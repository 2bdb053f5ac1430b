//! Average True Range, absolute and as a percent of close.

use crate::domain::Bar;

/// True range per bar. The first bar has no previous close, so its true
/// range is just `high - low`.
pub fn true_range(bars: &[Bar]) -> Vec<f64> {
    let mut result = Vec::with_capacity(bars.len());
    for (i, bar) in bars.iter().enumerate() {
        let tr = if i == 0 {
            bar.high - bar.low
        } else {
            let prev_close = bars[i - 1].close;
            (bar.high - bar.low)
                .max((bar.high - prev_close).abs())
                .max((bar.low - prev_close).abs())
        };
        result.push(tr);
    }
    result
}

/// Exponential smoothing with `alpha = 1/period`, seeded at the first
/// value. Defined from slot 0, unlike the window indicators.
pub fn ewm_smooth(values: &[f64], period: usize) -> Vec<f64> {
    assert!(period >= 1, "smoothing period must be >= 1");
    let n = values.len();
    let mut result = vec![f64::NAN; n];
    if n == 0 {
        return result;
    }

    let alpha = 1.0 / period as f64;
    let mut prev = values[0];
    result[0] = prev;
    for i in 1..n {
        prev = alpha * values[i] + (1.0 - alpha) * prev;
        result[i] = prev;
    }
    result
}

/// ATR: smoothed true range.
pub fn atr(bars: &[Bar], period: usize) -> Vec<f64> {
    ewm_smooth(&true_range(bars), period)
}

/// ATR as a percent of the same bar's close. A zero close would make the
/// ratio meaningless, so that slot reports NaN.
pub fn atr_pct(bars: &[Bar], period: usize) -> Vec<f64> {
    atr(bars, period)
        .into_iter()
        .zip(bars)
        .map(|(a, bar)| {
            if bar.close == 0.0 {
                f64::NAN
            } else {
                a / bar.close * 100.0
            }
        })
        .collect()
}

----------------------------------------

- Assignment -
Please return the data above exactly as given.

- Solution to this problem -
repository 2bdb053f5ac1430b
//! Average True Range, absolute and as a percent of close.

use crate::domain::Bar;

/// True range per bar. The first bar has no previous close, so its true
/// range is just `high - low`.
pub fn true_range(bars: &[Bar]) -> Vec<f64> {
    let mut result = Vec::with_capacity(bars.len());
    for (i, bar) in bars.iter().enumerate() {
        let tr = if i == 0 {
            bar.high - bar.low
        } else {
            let prev_close = bars[i - 1].close;
            (bar.high - bar.low)
                .max((bar.high - prev_close).abs())
                .max((bar.low - prev_close).abs())
        };
        result.push(tr);
    }
    result
}

/// Exponential smoothing with `alpha = 1/period`, seeded at the first
/// value. Defined from slot 0, unlike the window indicators.
pub fn ewm_smooth(values: &[f64], period: usize) -> Vec<f64> {
    assert!(period >= 1, "smoothing period must be >= 1");
    let n = values.len();
    let mut result = vec![f64::NAN; n];
    if n == 0 {
        return result;
    }

    let alpha = 1.0 / period as f64;
    let mut prev = values[0];
    result[0] = prev;
    for i in 1..n {
        prev = alpha * values[i] + (1.0 - alpha) * prev;
        result[i] = prev;
    }
    result
}

/// ATR: smoothed true range.
pub fn atr(bars: &[Bar], period: usize) -> Vec<f64> {
    ewm_smooth(&true_range(bars), period)
}

/// ATR as a percent of the same bar's close. A zero close would make the
/// ratio meaningless, so that slot reports NaN.
pub fn atr_pct(bars: &[Bar], period: usize) -> Vec<f64> {
    atr(bars, period)
        .into_iter()
        .zip(bars)
        .map(|(a, bar)| {
            if bar.close == 0.0 {
                f64::NAN
            } else {
                a / bar.close * 100.0
            }
        })
        .collect()
}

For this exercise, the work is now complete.